Les différents directeurs généraux du FMI

Les différents directeurs généraux du FMI
Source : FMI

-> Voir la liste des tableaux

Les fonctions du directeur général sont doubles. D’un côté, il préside le Conseil d’administration, mais n’y dispose pas de droit de vote et de l’autre, il est le chef du personnel[19]. Ses fonctions sont donc essentiellement administratives, même si, dans les faits, son rôle de représentation est important. Les Statuts prévoient en outre qu’il est indépendant[20], et qu’il doit agir dans l’intérêt du Fonds. Même si ses fonctions demeurent modestes, il est assisté de trois Directeurs généraux adjoints, et le premier d’entre eux a toujours été américain.

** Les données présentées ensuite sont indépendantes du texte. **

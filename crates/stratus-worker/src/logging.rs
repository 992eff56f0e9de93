//! Logging for function code and the worker itself.
//!
//! Each invocation exposes a write-only [`InvocationLogger`]. Records are
//! emitted as `tracing` events and forwarded to a [`LogSink`]; the default
//! sink ships them to the host as `RpcLog` envelopes.

use std::fmt;
use std::sync::Arc;

use stratus_proto::{Envelope, LogCategory, LogLevel, RpcLog, WorkerMessage};
use tracing::{debug, error, info, trace, warn};
use tracing_subscriber::EnvFilter;

use crate::bridge::OutboundSender;

/// Installs the global `tracing` subscriber.
///
/// Honours `RUST_LOG`, defaulting to `info`. Safe to call more than once.
pub fn init_tracing() {
    let filter = EnvFilter::try_from_default_env().unwrap_or_else(|_| EnvFilter::new("info"));
    let _ = tracing_subscriber::fmt()
        .with_env_filter(filter)
        .with_target(false)
        .with_ansi(false)
        .try_init();
}

/// Destination for log records.
pub trait LogSink: Send + Sync {
    /// Accepts one record.
    fn emit(&self, record: RpcLog);
}

/// Sink forwarding records to the host.
#[derive(Debug, Clone)]
pub struct OutboundLogSink {
    outbound: OutboundSender,
}

impl OutboundLogSink {
    /// Creates a sink writing to the given outbound queue.
    pub fn new(outbound: OutboundSender) -> Self {
        Self { outbound }
    }
}

impl LogSink for OutboundLogSink {
    fn emit(&self, record: RpcLog) {
        let envelope = Envelope::new(String::new(), WorkerMessage::RpcLog(record));
        if let Err(e) = self.outbound.send(envelope) {
            debug!(error = %e, "Dropping log record");
        }
    }
}

/// Sink that keeps records local to the process.
#[derive(Debug, Clone, Copy, Default)]
pub struct DiscardLogSink;

impl LogSink for DiscardLogSink {
    fn emit(&self, _record: RpcLog) {}
}

/// Write-only logger scoped to one invocation.
#[derive(Clone)]
pub struct InvocationLogger {
    invocation_id: String,
    category: String,
    sink: Arc<dyn LogSink>,
}

impl InvocationLogger {
    /// Creates a logger for the given invocation and function.
    pub fn new(
        invocation_id: impl Into<String>,
        function_name: &str,
        sink: Arc<dyn LogSink>,
    ) -> Self {
        Self {
            invocation_id: invocation_id.into(),
            category: format!("Function.{function_name}.User"),
            sink,
        }
    }

    /// Writes a record at the given level.
    pub fn log(&self, level: LogLevel, message: impl Into<String>) {
        let message = message.into();
        let id = self.invocation_id.as_str();
        let category = self.category.as_str();

        match level {
            LogLevel::Trace => trace!(invocation_id = %id, category, "{message}"),
            LogLevel::Debug => debug!(invocation_id = %id, category, "{message}"),
            LogLevel::Information => info!(invocation_id = %id, category, "{message}"),
            LogLevel::Warning => warn!(invocation_id = %id, category, "{message}"),
            LogLevel::Error | LogLevel::Critical => {
                error!(invocation_id = %id, category, "{message}");
            }
        }

        self.sink.emit(RpcLog {
            invocation_id: Some(self.invocation_id.clone()),
            category: self.category.clone(),
            level,
            message,
            exception: None,
            log_category: LogCategory::User,
        });
    }

    /// Writes a debug record.
    pub fn debug(&self, message: impl Into<String>) {
        self.log(LogLevel::Debug, message);
    }

    /// Writes an information record.
    pub fn info(&self, message: impl Into<String>) {
        self.log(LogLevel::Information, message);
    }

    /// Writes a warning record.
    pub fn warn(&self, message: impl Into<String>) {
        self.log(LogLevel::Warning, message);
    }

    /// Writes an error record.
    pub fn error(&self, message: impl Into<String>) {
        self.log(LogLevel::Error, message);
    }
}

impl fmt::Debug for InvocationLogger {
    fn fmt(&self, f: &mut fmt::Formatter<'_>) -> fmt::Result {
        f.debug_struct("InvocationLogger")
            .field("invocation_id", &self.invocation_id)
            .field("category", &self.category)
            .finish_non_exhaustive()
    }
}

III. Le FMI, d’un système stable fondé sur le droit à un système instable dérégulé

A. L’établissement d’un système fondé sur la règle de droit

En raison de l’instabilité monétaire de l’entre-deux-guerres, les rédacteurs des Accords de Bretton Woods tentèrent de mettre en place un système basé sur la stabilité financière et prévisible, fondé sur la règle de droit.

Le régime de droit commun issu des accords de 1944 s’articulait autour de trois règles cardinales concourant à l’ordonnancement des taux de change. En premier lieu, les Statuts interdirent les dévaluations compétitives aux articles I iii) et VI, section 1 iii). Toutefois, l’absence de définition de l’interdiction rend, aujourd’hui encore, le concept difficilement opérationnel. En effet, il est aisé d’identifier une dévaluation puisqu’il s’agit de faire perdre de la valeur à sa monnaie par son action ou son inaction. Cependant, qualifier l’opération de compétitive revient à chercher l’intention de l’État désireux d’avantager ses exportations. Ensuite, les Statuts, afin de lutter contre toute forme de discrimination, prohibèrent l’utilisation de multiples taux de change[21]. À la différence du premier point, cet objectif semble atteint puisque le Fonds est presque parvenu à éradiquer cette pratique.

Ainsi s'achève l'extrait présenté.